Exercise brief: Send back every record exactly.

Data items:
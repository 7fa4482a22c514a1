//! Plain JSON requests with queued replay across a session refresh.
//!
//! A refreshable call answered with `401` is parked under the refresh cycle
//! it joined. The first call parked for a cycle arms one drain task; when the
//! cycle settles the drain takes every entry of that cycle out of the queue in
//! a single critical section and replays them in arrival order, or rejects
//! them all with the cycle's error.

use std::collections::{HashSet, VecDeque};
use std::sync::{Arc, Mutex, MutexGuard, PoisonError};

use futures_util::future::join_all;
use reqwest::Method;
use serde_json::Value;
use tidal_core::EndpointKind;
use tokio::sync::oneshot;
use tracing::{debug, info};

use crate::context::{with_bearer, ClientContext};
use crate::error::ClientError;
use crate::policy::{FailurePolicy, StatusClass};
use crate::refresh::{RefreshTicket, SessionRefresher};

type Reply = oneshot::Sender<Result<Value, ClientError>>;

/// One outbound call, kept whole so it can be reissued unchanged.
#[derive(Debug, Clone, PartialEq)]
pub struct ApiRequest {
    pub method: Method,
    pub url: String,
    pub body: Option<Value>,
    pub public: bool,
}

impl ApiRequest {
    pub fn new(method: Method, url: impl Into<String>) -> Self {
        Self {
            method,
            url: url.into(),
            body: None,
            public: false,
        }
    }

    pub fn get(url: impl Into<String>) -> Self {
        Self::new(Method::GET, url)
    }

    pub fn post(url: impl Into<String>, body: Value) -> Self {
        Self::new(Method::POST, url).with_body(body)
    }

    pub fn delete(url: impl Into<String>) -> Self {
        Self::new(Method::DELETE, url)
    }

    pub fn with_body(mut self, body: Value) -> Self {
        self.body = Some(body);
        self
    }

    pub fn public(mut self) -> Self {
        self.public = true;
        self
    }
}

struct QueuedCall {
    cycle: u64,
    request: ApiRequest,
    reply: Reply,
}

#[derive(Default)]
struct ReplayQueue {
    calls: VecDeque<QueuedCall>,
    /// Cycles that already have a drain task waiting on them.
    armed: HashSet<u64>,
}

impl ReplayQueue {
    fn take_cycle(&mut self, cycle: u64) -> Vec<QueuedCall> {
        self.armed.remove(&cycle);
        let (taken, kept): (VecDeque<_>, VecDeque<_>) =
            self.calls.drain(..).partition(|call| call.cycle == cycle);
        self.calls = kept;
        taken.into()
    }
}

struct Inner {
    ctx: ClientContext,
    refresher: SessionRefresher,
    policy: FailurePolicy,
    queue: Mutex<ReplayQueue>,
}

#[derive(Clone)]
pub struct RequestReplayer {
    inner: Arc<Inner>,
}

impl RequestReplayer {
    pub(crate) fn new(ctx: ClientContext, refresher: SessionRefresher) -> Self {
        let policy = FailurePolicy::new(ctx.clone(), refresher.clone());
        Self {
            inner: Arc::new(Inner {
                ctx,
                refresher,
                policy,
                queue: Mutex::new(ReplayQueue::default()),
            }),
        }
    }

    /// Sends `request` and resolves to its decoded JSON body.
    ///
    /// Non-JSON bodies come back as a string value and empty bodies as
    /// `null`.
    pub async fn send(&self, request: ApiRequest) -> Result<Value, ClientError> {
        let target = self.inner.ctx.config.resolve_url(&request.url)?;
        let kind = self.inner.ctx.classify(&target, request.public);
        let token = self.inner.ctx.tokens.access_token()?;

        let response = self.inner.dispatch(&request, &target, token.as_deref()).await?;
        match StatusClass::of(response.status()) {
            StatusClass::Success => Ok(decode_body(response).await),
            StatusClass::Unauthorized if kind.is_refreshable() => self.park(request).await,
            StatusClass::Unauthorized => {
                Err(self.inner.policy.reject_unauthorized(kind, response).await)
            }
            StatusClass::Failure => Err(self.inner.policy.reject_status(response).await),
        }
    }

    /// Calls waiting for a refresh cycle to settle.
    pub fn pending_len(&self) -> usize {
        self.inner.lock_queue().calls.len()
    }

    async fn park(&self, request: ApiRequest) -> Result<Value, ClientError> {
        let ticket = self.inner.refresher.ticket();
        let cycle = ticket.cycle();
        let (reply, outcome) = oneshot::channel();

        let arm = {
            let mut queue = self.inner.lock_queue();
            queue.calls.push_back(QueuedCall {
                cycle,
                request,
                reply,
            });
            debug!(event = "request_parked", cycle, queued = queue.calls.len());
            queue.armed.insert(cycle)
        };
        if arm {
            tokio::spawn(Arc::clone(&self.inner).drain(ticket));
        }

        outcome.await.unwrap_or(Err(ClientError::Aborted))
    }
}

impl Inner {
    fn lock_queue(&self) -> MutexGuard<'_, ReplayQueue> {
        self.queue.lock().unwrap_or_else(PoisonError::into_inner)
    }

    async fn dispatch(
        &self,
        request: &ApiRequest,
        target: &reqwest::Url,
        token: Option<&str>,
    ) -> Result<reqwest::Response, ClientError> {
        let mut builder = with_bearer(
            self.ctx.http.request(request.method.clone(), target.clone()),
            token,
        );
        if let Some(body) = &request.body {
            builder = builder.json(body);
        }
        builder
            .send()
            .await
            .map_err(|err| self.policy.reject_transport(err))
    }

    async fn drain(self: Arc<Self>, ticket: RefreshTicket) {
        let cycle = ticket.cycle();
        let outcome = ticket.wait().await;
        let calls = self.lock_queue().take_cycle(cycle);

        match outcome {
            Ok(token) => {
                info!(event = "requests_replayed", cycle, count = calls.len());
                join_all(calls.into_iter().map(|call| {
                    let token = token.as_str();
                    let inner = &self;
                    async move {
                        let result = inner.replay(&call.request, token).await;
                        // The caller may have given up waiting.
                        let _ = call.reply.send(result);
                    }
                }))
                .await;
            }
            Err(err) => {
                debug!(event = "requests_rejected", cycle, count = calls.len(), error = %err);
                for call in calls {
                    let _ = call.reply.send(Err(err.clone()));
                }
            }
        }
    }

    async fn replay(&self, request: &ApiRequest, token: &str) -> Result<Value, ClientError> {
        let target = self.ctx.config.resolve_url(&request.url)?;
        let response = self.dispatch(request, &target, Some(token)).await?;
        match StatusClass::of(response.status()) {
            StatusClass::Success => Ok(decode_body(response).await),
            StatusClass::Unauthorized => Err(self
                .policy
                .reject_unauthorized(EndpointKind::Refreshable, response)
                .await),
            StatusClass::Failure => Err(self.policy.reject_status(response).await),
        }
    }
}

async fn decode_body(response: reqwest::Response) -> Value {
    let body = response.bytes().await.unwrap_or_default();
    if body.iter().all(u8::is_ascii_whitespace) {
        return Value::Null;
    }
    serde_json::from_slice(&body)
        .unwrap_or_else(|_| Value::String(String::from_utf8_lossy(&body).into_owned()))
}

The answer:
repository 7fa4482a22c514a1
//! Plain JSON requests with queued replay across a session refresh.
//!
//! A refreshable call answered with `401` is parked under the refresh cycle
//! it joined. The first call parked for a cycle arms one drain task; when the
//! cycle settles the drain takes every entry of that cycle out of the queue in
//! a single critical section and replays them in arrival order, or rejects
//! them all with the cycle's error.

use std::collections::{HashSet, VecDeque};
use std::sync::{Arc, Mutex, MutexGuard, PoisonError};

use futures_util::future::join_all;
use reqwest::Method;
use serde_json::Value;
use tidal_core::EndpointKind;
use tokio::sync::oneshot;
use tracing::{debug, info};

use crate::context::{with_bearer, ClientContext};
use crate::error::ClientError;
use crate::policy::{FailurePolicy, StatusClass};
use crate::refresh::{RefreshTicket, SessionRefresher};

type Reply = oneshot::Sender<Result<Value, ClientError>>;

/// One outbound call, kept whole so it can be reissued unchanged.
#[derive(Debug, Clone, PartialEq)]
pub struct ApiRequest {
    pub method: Method,
    pub url: String,
    pub body: Option<Value>,
    pub public: bool,
}

impl ApiRequest {
    pub fn new(method: Method, url: impl Into<String>) -> Self {
        Self {
            method,
            url: url.into(),
            body: None,
            public: false,
        }
    }

    pub fn get(url: impl Into<String>) -> Self {
        Self::new(Method::GET, url)
    }

    pub fn post(url: impl Into<String>, body: Value) -> Self {
        Self::new(Method::POST, url).with_body(body)
    }

    pub fn delete(url: impl Into<String>) -> Self {
        Self::new(Method::DELETE, url)
    }

    pub fn with_body(mut self, body: Value) -> Self {
        self.body = Some(body);
        self
    }

    pub fn public(mut self) -> Self {
        self.public = true;
        self
    }
}

struct QueuedCall {
    cycle: u64,
    request: ApiRequest,
    reply: Reply,
}

#[derive(Default)]
struct ReplayQueue {
    calls: VecDeque<QueuedCall>,
    /// Cycles that already have a drain task waiting on them.
    armed: HashSet<u64>,
}

impl ReplayQueue {
    fn take_cycle(&mut self, cycle: u64) -> Vec<QueuedCall> {
        self.armed.remove(&cycle);
        let (taken, kept): (VecDeque<_>, VecDeque<_>) =
            self.calls.drain(..).partition(|call| call.cycle == cycle);
        self.calls = kept;
        taken.into()
    }
}

struct Inner {
    ctx: ClientContext,
    refresher: SessionRefresher,
    policy: FailurePolicy,
    queue: Mutex<ReplayQueue>,
}

#[derive(Clone)]
pub struct RequestReplayer {
    inner: Arc<Inner>,
}

impl RequestReplayer {
    pub(crate) fn new(ctx: ClientContext, refresher: SessionRefresher) -> Self {
        let policy = FailurePolicy::new(ctx.clone(), refresher.clone());
        Self {
            inner: Arc::new(Inner {
                ctx,
                refresher,
                policy,
                queue: Mutex::new(ReplayQueue::default()),
            }),
        }
    }

    /// Sends `request` and resolves to its decoded JSON body.
    ///
    /// Non-JSON bodies come back as a string value and empty bodies as
    /// `null`.
    pub async fn send(&self, request: ApiRequest) -> Result<Value, ClientError> {
        let target = self.inner.ctx.config.resolve_url(&request.url)?;
        let kind = self.inner.ctx.classify(&target, request.public);
        let token = self.inner.ctx.tokens.access_token()?;

        let response = self.inner.dispatch(&request, &target, token.as_deref()).await?;
        match StatusClass::of(response.status()) {
            StatusClass::Success => Ok(decode_body(response).await),
            StatusClass::Unauthorized if kind.is_refreshable() => self.park(request).await,
            StatusClass::Unauthorized => {
                Err(self.inner.policy.reject_unauthorized(kind, response).await)
            }
            StatusClass::Failure => Err(self.inner.policy.reject_status(response).await),
        }
    }

    /// Calls waiting for a refresh cycle to settle.
    pub fn pending_len(&self) -> usize {
        self.inner.lock_queue().calls.len()
    }

    async fn park(&self, request: ApiRequest) -> Result<Value, ClientError> {
        let ticket = self.inner.refresher.ticket();
        let cycle = ticket.cycle();
        let (reply, outcome) = oneshot::channel();

        let arm = {
            let mut queue = self.inner.lock_queue();
            queue.calls.push_back(QueuedCall {
                cycle,
                request,
                reply,
            });
            debug!(event = "request_parked", cycle, queued = queue.calls.len());
            queue.armed.insert(cycle)
        };
        if arm {
            tokio::spawn(Arc::clone(&self.inner).drain(ticket));
        }

        outcome.await.unwrap_or(Err(ClientError::Aborted))
    }
}

impl Inner {
    fn lock_queue(&self) -> MutexGuard<'_, ReplayQueue> {
        self.queue.lock().unwrap_or_else(PoisonError::into_inner)
    }

    async fn dispatch(
        &self,
        request: &ApiRequest,
        target: &reqwest::Url,
        token: Option<&str>,
    ) -> Result<reqwest::Response, ClientError> {
        let mut builder = with_bearer(
            self.ctx.http.request(request.method.clone(), target.clone()),
            token,
        );
        if let Some(body) = &request.body {
            builder = builder.json(body);
        }
        builder
            .send()
            .await
            .map_err(|err| self.policy.reject_transport(err))
    }

    async fn drain(self: Arc<Self>, ticket: RefreshTicket) {
        let cycle = ticket.cycle();
        let outcome = ticket.wait().await;
        let calls = self.lock_queue().take_cycle(cycle);

        match outcome {
            Ok(token) => {
                info!(event = "requests_replayed", cycle, count = calls.len());
                join_all(calls.into_iter().map(|call| {
                    let token = token.as_str();
                    let inner = &self;
                    async move {
                        let result = inner.replay(&call.request, token).await;
                        // The caller may have given up waiting.
                        let _ = call.reply.send(result);
                    }
                }))
                .await;
            }
            Err(err) => {
                debug!(event = "requests_rejected", cycle, count = calls.len(), error = %err);
                for call in calls {
                    let _ = call.reply.send(Err(err.clone()));
                }
            }
        }
    }

    async fn replay(&self, request: &ApiRequest, token: &str) -> Result<Value, ClientError> {
        let target = self.ctx.config.resolve_url(&request.url)?;
        let response = self.dispatch(request, &target, Some(token)).await?;
        match StatusClass::of(response.status()) {
            StatusClass::Success => Ok(decode_body(response).await),
            StatusClass::Unauthorized => Err(self
                .policy
                .reject_unauthorized(EndpointKind::Refreshable, response)
                .await),
            StatusClass::Failure => Err(self.policy.reject_status(response).await),
        }
    }
}

async fn decode_body(response: reqwest::Response) -> Value {
    let body = response.bytes().await.unwrap_or_default();
    if body.iter().all(u8::is_ascii_whitespace) {
        return Value::Null;
    }
    serde_json::from_slice(&body)
        .unwrap_or_else(|_| Value::String(String::from_utf8_lossy(&body).into_owned()))
}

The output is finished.